Elke dag trekt een plaatselijke visser er met zijn kleine bootje
een aantal keren op uit, om vlak voor de kust zijn netten uit te gooien. Aan
wal wordt de buit dan gesorteerd in plastic bakken. Wat niet eetbaar is wordt
teruggegeven aan de zee of gevoerd aan hongerige meeuwen. Zo nu en dan wordt er
iets bijzonders gevangen zoals een kleine haai.
Wat in het vat zit verzuurt niet.
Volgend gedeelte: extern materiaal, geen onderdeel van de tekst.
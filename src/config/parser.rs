use crate::config::types::Config;
use crate::config::validation::validate;
use crate::ConfigError;
use std::path::Path;

/// Loads and parses a configuration file from the given path
///
/// # Arguments
///
/// * `path` - Path to the TOML configuration file
///
/// # Returns
///
/// * `Ok(Config)` - Successfully loaded and validated configuration
/// * `Err(ConfigError)` - Failed to load, parse, or validate the configuration
///
/// # Example
///
/// ```no_run
/// use std::path::Path;
/// use gleaner::config::load_config;
///
/// let config = load_config(Path::new("gleaner.toml")).unwrap();
/// println!("Max retries: {}", config.fetch.max_retries);
/// ```
pub fn load_config(path: &Path) -> Result<Config, ConfigError> {
    let content = std::fs::read_to_string(path)?;
    parse_config(&content)
}

/// Parses and validates configuration from TOML text
pub fn parse_config(content: &str) -> Result<Config, ConfigError> {
    let config: Config = toml::from_str(content)?;
    validate(&config)?;
    Ok(config)
}

/// Loads the configuration at `path`, or the validated defaults when no path is given
pub fn load_or_default(path: Option<&Path>) -> Result<Config, ConfigError> {
    match path {
        Some(path) => load_config(path),
        None => {
            let config = Config::default();
            validate(&config)?;
            Ok(config)
        }
    }
}
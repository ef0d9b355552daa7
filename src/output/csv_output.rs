//! CSV export

use crate::output::traits::{OutputResult, Tabular};
use std::path::Path;

/// Writes rows as UTF-8 CSV, replacing any existing file
///
/// Rows must all have the same width; a row of different width fails with
/// `OutputError::Csv`.
pub fn write_csv<R, S>(rows: &[R], path: &Path) -> OutputResult<()>
where
    R: AsRef<[S]>,
    S: AsRef<str>,
{
    let mut writer = csv::Writer::from_path(path)?;

    for row in rows {
        writer.write_record(row.as_ref().iter().map(|field| field.as_ref()))?;
    }

    writer.flush()?;
    tracing::debug!("Wrote {} CSV rows to {}", rows.len(), path.display());
    Ok(())
}

/// Writes the rows of any tabular value as CSV
pub fn export_csv<T: Tabular + ?Sized>(value: &T, path: &Path) -> OutputResult<()> {
    write_csv(&value.rows(), path)
}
De zonsondergang die wij
in St.Valery Sur Somme misten ligt in Etretat bijna dagelijks aan onze voeten.
Langzaam grijpt ‘het niets’
het avondgoud bij de kladden
en zuigt het in zee.
het avondgoud bij de kladden
en zuigt het in zee.
Wat rest is het duister
en de onzichtbare ruis
van de branding.
en de onzichtbare ruis
van de branding.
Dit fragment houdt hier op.